Team 18 - Pulkith, Arjun, and Pragya

AirCare - a portable air sensor that lets you know about the air quality in a region displayed on the device itself. You can also open the mobile app to view a history of the air quality in the region.

Inspiration

Moldy freshman dorms, the polluted streets of Philadelphia. AirCare was inspired from personal tales of our own college experiences and the need for clean, breathable air.

What it does

AirCare lets you know when the air quality is concerning our dangerous. Integrating a mobile app, you can view the air quality in your room from across the globe. When there is serious concentrations of hazardous pollutants, AirCare's dual fans engage to bring in fresh air and ensure the air remains breathable and safe.

How we built it

We used Arduino components for the physical device, using a DHT and MQ135 sensor, a LCD panel, potentiometers, LEDs, a buzzer, a real-time clock, external 9V batteries, DC motors, other small components, and lots and lots of duct tape. The housing was lasercut.

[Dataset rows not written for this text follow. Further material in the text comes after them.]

#[cfg(test)]
mod tests {
    use super::*;
    use crate::models::WorkspaceRef;

    fn project(owner: &str, name: &str) -> Project {
        let now = Utc::now();
        Project {
            id: Uuid::new_v4(),
            owner_id: owner.to_owned(),
            name: name.to_owned(),
            execution_mode: crate::models::ExecutionMode::RemoteRunner,
            workspace: WorkspaceRef::Git {
                remote: "git@example.com:fleet/app.git".to_owned(),
                subpath: None,
            },
            local_path: None,
            runner_repo_path: Some("deploy".to_owned()),
            status: ProjectStatus::Creating,
            created_at: now,
            updated_at: now,
        }
    }

    fn queued_job(project_id: Uuid, run_id: Uuid, created_at: DateTime<Utc>) -> Job {
        Job {
            id: Uuid::new_v4(),
            project_id,
            run_id,
            kind: "custom".to_owned(),
            payload_meta: None,
            payload_hash: None,
            target_runner_id: None,
            sealed_input_required: false,
            sealed_input_b64: None,
            sealed_input_alg: None,
            sealed_input_key_id: None,
            sealed_pending_expires_at: None,
            lease_id: None,
            leased_by_runner_id: None,
            lease_expires_at: None,
            attempt: 0,
            status: JobStatus::Queued,
            error_message: None,
            created_at,
            started_at: None,
            finished_at: None,
        }
    }

    #[tokio::test]
    async fn duplicate_project_name_rejected() {
        let store = MemoryStore::new();
        store.insert_project(&project("alice", "fleet")).await.unwrap();
        let err = store.insert_project(&project("alice", "fleet")).await;
        assert!(matches!(err, Err(StoreError::Duplicate(_))));
        // Same name under another owner is fine.
        store.insert_project(&project("bob", "fleet")).await.unwrap();
    }

    #[tokio::test]
    async fn lease_claim_is_conditional_on_queued() {
        let store = MemoryStore::new();
        let job = queued_job(Uuid::new_v4(), Uuid::new_v4(), Utc::now());
        store.insert_job(&job).await.unwrap();

        let runner = Uuid::new_v4();
        let until = Utc::now() + chrono::Duration::seconds(30);
        let leased = store
            .lease_queued_job(job.id, runner, "lease-1", until, Utc::now())
            .await
            .unwrap()
            .unwrap();
        assert_eq!(leased.status, JobStatus::Leased);
        assert_eq!(leased.attempt, 1);

        // Second claim loses — the job is no longer queued.
        let second = store
            .lease_queued_job(job.id, runner, "lease-2", until, Utc::now())
            .await
            .unwrap();
        assert!(second.is_none());
    }

    #[tokio::test]
    async fn queued_listing_is_oldest_first_and_split_by_target() {
        let store = MemoryStore::new();
        let project_id = Uuid::new_v4();
        let run_id = Uuid::new_v4();
        let runner = Uuid::new_v4();
        let base = Utc::now();

        let mut older = queued_job(project_id, run_id, base);
        older.target_runner_id = Some(runner);
        let newer = queued_job(project_id, run_id, base + chrono::Duration::seconds(1));
        store.insert_job(&newer).await.unwrap();
        store.insert_job(&older).await.unwrap();

        let targeted = store
            .list_queued_jobs(project_id, Some(runner), 100)
            .await
            .unwrap();
        assert_eq!(targeted.len(), 1);
        assert_eq!(targeted[0].id, older.id);

        let untargeted = store.list_queued_jobs(project_id, None, 100).await.unwrap();
        assert_eq!(untargeted.len(), 1);
        assert_eq!(untargeted[0].id, newer.id);
    }

    #[tokio::test]
    async fn complete_requires_matching_lease() {
        let store = MemoryStore::new();
        let job = queued_job(Uuid::new_v4(), Uuid::new_v4(), Utc::now());
        store.insert_job(&job).await.unwrap();
        let until = Utc::now() + chrono::Duration::seconds(30);
        store
            .lease_queued_job(job.id, Uuid::new_v4(), "lease-1", until, Utc::now())
            .await
            .unwrap()
            .unwrap();

        let wrong = store
            .complete_leased_job(job.id, "lease-9", JobStatus::Succeeded, None, Utc::now())
            .await
            .unwrap();
        assert!(wrong.is_none());

        let done = store
            .complete_leased_job(job.id, "lease-1", JobStatus::Succeeded, None, Utc::now())
            .await
            .unwrap()
            .unwrap();
        assert_eq!(done.status, JobStatus::Succeeded);
        assert!(done.lease_id.is_none());
    }

    #[tokio::test]
    async fn purge_respects_limit() {
        let store = MemoryStore::new();
        let project_id = Uuid::new_v4();
        let run_id = Uuid::new_v4();
        for _ in 0..5 {
            store
                .insert_job(&queued_job(project_id, run_id, Utc::now()))
                .await
                .unwrap();
        }
        assert_eq!(store.purge_jobs(project_id, 3).await.unwrap(), 3);
        assert_eq!(store.purge_jobs(project_id, 10).await.unwrap(), 2);
    }

    #[tokio::test]
    async fn policies_walk_in_project_id_order() {
        let store = MemoryStore::new();
        let mut ids: Vec<Uuid> = (0..3).map(|_| Uuid::new_v4()).collect();
        ids.sort();
        for project_id in &ids {
            store
                .upsert_policy(&ProjectPolicy {
                    id: Uuid::new_v4(),
                    project_id: *project_id,
                    retention_days: 30,
                    updated_at: Utc::now(),
                })
                .await
                .unwrap();
        }
        let first = store.list_policies_after(None, 2).await.unwrap();
        assert_eq!(first.len(), 2);
        assert_eq!(first[0].project_id, ids[0]);
        let rest = store
            .list_policies_after(Some(first[1].project_id), 2)
            .await
            .unwrap();
        assert_eq!(rest.len(), 1);
        assert_eq!(rest[0].project_id, ids[2]);
    }
}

The mobile app and server were built in Swift and Python, with Flask, Ngrok, Cpanel, and MongoDB among other tools and resources.

Challenges we ran into

The largest challenge we ran into, was sending HTTP PUT requests from the Arduino. The Arduino was only able to handle sending updates to the server constantly for about 15–20 seconds before it crashed. Therefore, we had to add significant handling for when the Arduino froze, to dynamically send updates at the limit the Arduino was able to handle, while also ensuring the mobile app was updated as much as possible.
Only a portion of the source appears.